Reading the news and following politics on television and online has helped me understand how our policy makers think and what issues matter to our general public.
If you have done the same, you will know that every effort to modernise our educational system and make it more culturally and religiously neutral has met with stern resistance from political, religious and other factions of the society. But one day, while sitting in class, I finally had an epiphany of sorts.
What happened was unbelievable.
A Pakistani undergraduate class was shown a Richard Dawkins documentary in a sociology course. Now, for some of you who don’t know Richard Dawkins, he is a prominent atheist scholar and an active opponent to organised religion. Although his book is available at a few book stores, showing it to students as part of their learning process has to be an unprecedented incident in our academic history.
To put things in perspective, I’d like to just point out that we live in a country where a female minister, Zille Huma Usman, was killed because a lunatic thought the idea of women ruling is not prescribed by Allah; a country where Salmaan Taseer and Shahbaz Bhatti were killed for speaking against the blasphemy law, January 4 is celebrated as “Mumtaz Qadri day” and Ahmadi students are shunned out of school for their beliefs.
So, showing a Richard Dawkins documentary which ascribes religion as the root cause of all evil is simply overwhelming. Now, whether one agrees with what Mr Dawkins believes (or rather disbelieves) is an entirely different debate. But for a Pakistani teacher to be able to show his class something this controversial is a gigantic step in itself.

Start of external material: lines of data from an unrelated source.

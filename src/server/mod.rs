//! Web server exposing the todo CRUD API.
//!
//! Routes map one-to-one onto the repository operations; handlers translate
//! `Error` values into status codes and `{"error": ...}` JSON bodies.
//! Cross-origin requests are permitted from any origin.

pub mod docs;

use axum::{
    extract::{Path as AxumPath, State},
    http::StatusCode,
    response::{IntoResponse, Response},
    routing::get,
    Json, Router,
};
use std::net::SocketAddr;
use std::sync::Arc;
use tower_http::cors::CorsLayer;

use crate::models::{NewTodo, Todo, TodoPatch};
use crate::storage::TodoStore;
use crate::{repo, Error};

/// Shared application state
#[derive(Clone)]
pub struct AppState {
    /// Storage adapter; stateless, so no lock is held across requests
    pub store: Arc<TodoStore>,
}

/// Default listening port when PORT is unset.
pub const DEFAULT_PORT: u16 = 3000;

/// Build the application router over the given store.
pub fn router(store: Arc<TodoStore>) -> Router {
    Router::new()
        .route("/todos", get(list_todos).post(create_todo))
        .route(
            "/todos/{id}",
            get(get_todo).put(update_todo).delete(delete_todo),
        )
        .route("/docs", get(docs::serve_docs))
        .layer(CorsLayer::permissive())
        .with_state(AppState { store })
}

/// Start the API server. The store must already be initialized.
pub async fn start_server(
    store: TodoStore,
    port: u16,
    host: &str,
) -> Result<(), Box<dyn std::error::Error>> {
    let app = router(Arc::new(store));

    let host_addr: std::net::IpAddr = host
        .parse()
        .map_err(|e| format!("Invalid host address '{}': {}", host, e))?;
    let addr = SocketAddr::from((host_addr, port));

    let listener = tokio::net::TcpListener::bind(addr).await?;
    tracing::info!("todofile API listening on http://{}", addr);
    axum::serve(listener, app).await?;

    Ok(())
}

/// Error wrapper mapping library errors to HTTP responses.
///
/// `NotFound` becomes 404; anything else (file IO, malformed JSON on disk)
/// becomes 500. The body is always `{"error": <message>}`.
struct ApiError(Error);

impl From<Error> for ApiError {
    fn from(err: Error) -> Self {
        Self(err)
    }
}

impl IntoResponse for ApiError {
    fn into_response(self) -> Response {
        let status = match &self.0 {
            Error::NotFound(_) => StatusCode::NOT_FOUND,
            _ => StatusCode::INTERNAL_SERVER_ERROR,
        };
        if status == StatusCode::INTERNAL_SERVER_ERROR {
            tracing::error!("storage error: {}", self.0);
        }
        let body = Json(serde_json::json!({ "error": self.0.to_string() }));
        (status, body).into_response()
    }
}

/// Parse an id path segment. A non-numeric segment behaves as NotFound
/// rather than a bad request, since no record carries a non-integer id.
fn parse_id(raw: &str) -> Result<u64, ApiError> {
    raw.parse()
        .map_err(|_| ApiError(Error::NotFound(raw.to_string())))
}

/// GET /todos - full collection in stored order
async fn list_todos(State(state): State<AppState>) -> Result<Json<Vec<Todo>>, ApiError> {
    let todos = repo::list_all(&state.store)?;
    Ok(Json(todos))
}

/// GET /todos/{id}
async fn get_todo(
    State(state): State<AppState>,
    AxumPath(id): AxumPath<String>,
) -> Result<Json<Todo>, ApiError> {
    let todo = repo::get_by_id(&state.store, parse_id(&id)?)?;
    Ok(Json(todo))
}

/// POST /todos - create with server-assigned id, responds 201
async fn create_todo(
    State(state): State<AppState>,
    Json(new): Json<NewTodo>,
) -> Result<(StatusCode, Json<Todo>), ApiError> {
    let todo = repo::create(&state.store, new)?;
    tracing::debug!(id = todo.id, "created todo");
    Ok((StatusCode::CREATED, Json(todo)))
}

/// PUT /todos/{id} - partial merge; an `id` field in the body is ignored
async fn update_todo(
    State(state): State<AppState>,
    AxumPath(id): AxumPath<String>,
    Json(patch): Json<TodoPatch>,
) -> Result<Json<Todo>, ApiError> {
    let todo = repo::update(&state.store, parse_id(&id)?, patch)?;
    tracing::debug!(id = todo.id, "updated todo");
    Ok(Json(todo))
}

/// DELETE /todos/{id} - responds 204 with no body
async fn delete_todo(
    State(state): State<AppState>,
    AxumPath(id): AxumPath<String>,
) -> Result<StatusCode, ApiError> {
    let id = parse_id(&id)?;
    repo::delete(&state.store, id)?;
    tracing::debug!(id, "deleted todo");
    Ok(StatusCode::NO_CONTENT)
}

We all have different views on religion and most don’t agree with Dawkins. But what’s worth noticing is not that students were shown something that was sacrilegious, it is something else. It is not about Dawkins at all.
This is about the freedom and tolerance that our society and educational system has lost or rather, never had. It’s about people being empowered to ask questions about centuries old religious and cultural dogmas and to challenge the relevance of medieval practices in the 21st century.
This is where that documentary comes in. It allows us to think out of the comfortable narrative that has been concocted for us by the state and its right-wing allies. Watching it allows us to digest opinions wildly diverse from ours and still give them their due consideration and appreciation. This is what made me happy.